Nicolás Navarro

Personal information
- Date of birth: 17 September 1963 (age 62)
- Place of birth: Mexico
- Height: 1.84 m (6 ft 0 in)
- Position: Goalkeeper

Senior career*
- Years: Team / Apps / (Gls)
- 1983–1997: Necaxa / 480 / (0)
- 1997–1998: Cruz Azul / 10 / (0)
- 1998–1999: Pachuca / 23 / (0)
- 2001–2003: Necaxa / 53 / (0)
- Total:  / 566 / (0)

International career
- 1993–1995: Mexico / 3 / (0)

Managerial career
- 2004: Necaxa (Assistant)
- 2006: Cruz Azul (Assistant)
- 2009–2010: Monterrey (Goalkeeping coach)
- 2010–2013: Mexico (Goalkeeping coach)
- 2014–2015: Monterrey (Goalkeeping coach)
- 2015–2021: Santos Laguna (Goalkeeping coach)

Medal record
Representing Mexico
| Runner-up | Copa America | 1993 |

= Nicolás Navarro (Mexican footballer) =

Mexican footballer (born 1963)

Nicolás Navarro (born 17 September 1963) is a Mexican former footballer who played as a goalkeeper.

==Club career==
Navarro made over 400 appearances as goalkeeper for Necaxa, remaining with the club during its rise to the top of the Mexico league in the mid-1990s. He made his debut during the 1983–84 season, emerging as starting goalkeeper after the departure of Adrián Chávez in 1985. During the next decade, he served as Necaxa's number-one keeper, including the championship seasons of 1994–95 and 1995–96. Navarro departed for Cruz Azul for the Invierno 1997 campaign and won a third championship, but played sparingly and did not appear in the final as the young Óscar Pérez became the preferred starter. He left for promoted Pachuca in 1998, again spending much of his time on the bench, before returning to Necaxa for the concluding years of his career. He completed his last top-flight season in 2003 with Necaxa at the age of 39.

==International career==
Navarro also earned three caps with the Mexico national team.
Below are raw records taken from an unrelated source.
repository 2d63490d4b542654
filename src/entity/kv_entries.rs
use sea_orm::entity::prelude::*;

#[derive(Clone, Debug, PartialEq, DeriveEntityModel)]
#[sea_orm(table_name = "kv_entries")]
pub struct Model {
    #[sea_orm(primary_key, auto_increment = false)]
    pub key: String,
    #[sea_orm(column_type = "Text")]
    pub value: String,
    pub updated_at: DateTimeWithTimeZone,
}

#[derive(Copy, Clone, Debug, EnumIter, DeriveRelation)]
pub enum Relation {}

impl ActiveModelBehavior for ActiveModel {}
use std::sync::Arc;

use tokio::sync::Mutex;

use crate::{
    cart::Cart,
    catalog::Catalog,
    models::{CropListing, User},
    store::{CROP_LISTINGS_KEY, CURRENT_USER_KEY, KeyValueStore, PersistentState},
};

/// Shared context handed to every handler. The cart is per process and is
/// not persisted; the current user and listings are.
#[derive(Clone)]
pub struct AppState {
    pub catalog: Arc<Catalog>,
    pub cart: Arc<Mutex<Cart>>,
    pub current_user: Arc<PersistentState<Option<User>>>,
    pub listings: Arc<PersistentState<Vec<CropListing>>>,
}

impl AppState {
    pub async fn new(store: Arc<dyn KeyValueStore>) -> Self {
        let current_user =
            PersistentState::<Option<User>>::load(store.clone(), CURRENT_USER_KEY, None).await;
        let listings =
            PersistentState::<Vec<CropListing>>::load(store, CROP_LISTINGS_KEY, Vec::new()).await;
        Self {
            catalog: Arc::new(Catalog::seeded()),
            cart: Arc::new(Mutex::new(Cart::new())),
            current_user: Arc::new(current_user),
            listings: Arc::new(listings),
        }
    }
}
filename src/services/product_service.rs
use crate::{
    catalog::ProductFilter,
    dto::products::{CategoryInfo, CategoryList, ProductDetail, ProductList},
    error::{AppError, AppResult},
    models::Category,
    response::{ApiResponse, Meta},
    routes::params::ProductQuery,
    state::AppState,
};

pub async fn list_products(
    state: &AppState,
    query: ProductQuery,
) -> AppResult<ApiResponse<ProductList>> {
    let filter = query.into_filter()?;
    let items = state.catalog.query(&filter);
    tracing::debug!(matched = items.len(), ?filter, "catalog query");

    let meta = Meta::total(items.len());
    Ok(ApiResponse::success("Products", ProductList { items }, Some(meta)))
}

pub async fn get_product(state: &AppState, id: &str) -> AppResult<ApiResponse<ProductDetail>> {
    let product = state.catalog.find(id).cloned().ok_or(AppError::NotFound)?;
    let related = state.catalog.related(&product);
    Ok(ApiResponse::success(
        "Product",
        ProductDetail { product, related },
        None,
    ))
}

pub async fn list_categories() -> AppResult<ApiResponse<CategoryList>> {
    let items: Vec<CategoryInfo> = Category::ALL.into_iter().map(CategoryInfo::from).collect();
    let meta = Meta::total(items.len());
    Ok(ApiResponse::success("Categories", CategoryList { items }, Some(meta)))
}

/// Category listing; the path segment wins over any `category` query value.
/// Unknown categories simply match nothing.
pub async fn list_category_products(
    state: &AppState,
    category: &str,
    query: ProductQuery,
) -> AppResult<ApiResponse<ProductList>> {
    let filter = ProductFilter {
        category: Some(category.to_string()),
        ..query.into_filter()?
    };
    let items = state.catalog.query(&filter);
    let title = Category::parse(category)
        .map(|c| c.title())
        .unwrap_or("Products");

    let meta = Meta::total(items.len());
    Ok(ApiResponse::success(title, ProductList { items }, Some(meta)))
}
use serde::Serialize;
use utoipa::ToSchema;

#[derive(Debug, Serialize, ToSchema, Clone)]
pub struct Meta {
    pub total: Option<i64>,
}

impl Meta {
    pub fn total(total: usize) -> Self {
        Self {
            total: Some(total as i64),
        }
    }

    pub fn empty() -> Self {
        Self { total: None }
    }
}

#[derive(Debug, Serialize, ToSchema)]
pub struct ApiResponse<T> {
    pub message: String,
    pub data: Option<T>,
    pub meta: Option<Meta>,
}

impl<T: Serialize> ApiResponse<T> {
    pub fn success(message: impl Into<String>, data: T, meta: Option<Meta>) -> Self {
        Self {
            message: message.into(),
            data: Some(data),
            meta,
        }
    }
}
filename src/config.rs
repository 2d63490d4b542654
use std::{env, path::PathBuf, str::FromStr};

#[derive(Debug, Clone, Copy, PartialEq, Eq)]
pub enum StorageBackend {
    Memory,
    File,
    Database,
}

impl FromStr for StorageBackend {
    type Err = anyhow::Error;

    fn from_str(s: &str) -> Result<Self, Self::Err> {
        match s.trim().to_ascii_lowercase().as_str() {
            "memory" => Ok(StorageBackend::Memory),
            "file" => Ok(StorageBackend::File),
            "database" | "db" => Ok(StorageBackend::Database),
            other => Err(anyhow::anyhow!("unknown STORAGE_BACKEND {other:?}")),
        }
    }
}

#[derive(Debug, Clone)]
pub struct AppConfig {
    pub host: String,
    pub port: u16,
    pub storage_backend: StorageBackend,
    pub storage_dir: PathBuf,
    pub database_url: Option<String>,
}

impl AppConfig {
    pub fn from_env() -> anyhow::Result<Self> {
        let host = env::var("APP_HOST").unwrap_or_else(|_| "127.0.0.1".to_string());
        let port = env::var("APP_PORT")
            .ok()
            .and_then(|p| p.parse::<u16>().ok())
            .unwrap_or(3000);
        let storage_backend = match env::var("STORAGE_BACKEND") {
            Ok(value) => value.parse()?,
            Err(_) => StorageBackend::File,
        };
        let storage_dir = env::var("STORAGE_DIR")
            .map(PathBuf::from)
            .unwrap_or_else(|_| PathBuf::from("./data"));
        let database_url = env::var("DATABASE_URL").ok();

        if storage_backend == StorageBackend::Database && database_url.is_none() {
            anyhow::bail!("DATABASE_URL must be set when STORAGE_BACKEND=database");
        }

        Ok(Self {
            host,
            port,
            storage_backend,
            storage_dir,
            database_url,
        })
    }
}
use agri_storefront::{
    config::AppConfig,
    db::{create_orm_conn, run_migrations},
};

#[tokio::main]
async fn main() -> anyhow::Result<()> {
    dotenvy::dotenv().ok();
    let config = AppConfig::from_env()?;
    let database_url = config
        .database_url
        .ok_or_else(|| anyhow::anyhow!("DATABASE_URL must be set to run migrations"))?;
    let orm = create_orm_conn(&database_url).await?;
    run_migrations(&orm, "migrations").await?;
    println!("Migrations applied");
    Ok(())
}
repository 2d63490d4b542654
use axum::extract::FromRequestParts;

use crate::{error::AppError, models::User, state::AppState};

/// The signed-in user; rejects the request when nobody is signed in.
#[derive(Debug, Clone)]
pub struct CurrentUser(pub User);

pub async fn require_user(state: &AppState) -> Result<User, AppError> {
    state.current_user.get().await.ok_or(AppError::Unauthorized)
}

impl FromRequestParts<AppState> for CurrentUser {
    type Rejection = AppError;

    async fn from_request_parts(
        _parts: &mut axum::http::request::Parts,
        state: &AppState,
    ) -> Result<Self, Self::Rejection> {
        let user = require_user(state).await.inspect_err(|_| {
            tracing::debug!("rejected request without a signed-in user");
        })?;
        Ok(CurrentUser(user))
    }
}
use std::io::ErrorKind;
use std::path::{Path, PathBuf};

use async_trait::async_trait;
use tokio::fs;

use super::{KeyValueStore, StoreError};

/// One `<key>.json` file per key inside `root`.
#[derive(Debug, Clone)]
pub struct FileStore {
    root: PathBuf,
}

impl FileStore {
    pub fn new(root: impl AsRef<Path>) -> Self {
        Self {
            root: root.as_ref().to_path_buf(),
        }
    }

    fn path_for(&self, key: &str) -> Result<PathBuf, StoreError> {
        let valid = !key.is_empty()
            && key
                .chars()
                .all(|c| c.is_ascii_alphanumeric() || c == '_' || c == '-');
        if !valid {
            return Err(StoreError::InvalidKey(key.to_string()));
        }
        Ok(self.root.join(format!("{key}.json")))
    }
}

#[async_trait]
impl KeyValueStore for FileStore {
    fn backend(&self) -> &'static str {
        "file"
    }

    async fn get(&self, key: &str) -> Result<Option<String>, StoreError> {
        let path = self.path_for(key)?;
        match fs::read_to_string(&path).await {
            Ok(contents) => Ok(Some(contents)),
            Err(err) if err.kind() == ErrorKind::NotFound => Ok(None),
            Err(err) => Err(err.into()),
        }
    }

    async fn set(&self, key: &str, value: &str) -> Result<(), StoreError> {
        let path = self.path_for(key)?;
        fs::create_dir_all(&self.root).await?;
        // Write a sibling file first so readers never observe a torn value.
        let tmp = path.with_extension("json.tmp");
        fs::write(&tmp, value).await?;
        fs::rename(&tmp, &path).await?;
        Ok(())
    }

    async fn remove(&self, key: &str) -> Result<(), StoreError> {
        let path = self.path_for(key)?;
        match fs::remove_file(&path).await {
            Ok(()) => Ok(()),
            Err(err) if err.kind() == ErrorKind::NotFound => Ok(()),
            Err(err) => Err(err.into()),
        }
    }
}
He was an unused substitute at the 1993 Copa America, in which Mexico finished second, but did not make his international debut until a 5–1 victory over Hungary on 14 December 1994. He was also a member of the first international squads called up by Bora Milutinovic during his second stint in charge of Mexico, and was a member of the Mexican sides that took part at the 1995 King Fahd Cup and the 1995 Copa América. Navarro's final international appearance came in a 4–1 home loss to Yugoslavia in Monterrey on 15 November 1995.

He played in the 1983 FIFA U-20 World Cup, in which Mexico national team was eliminated in Round One, having drawn with Australia but lost to Scotland and South Korea.
 Navarro, as goalkeeper, conceded four goals in the competition.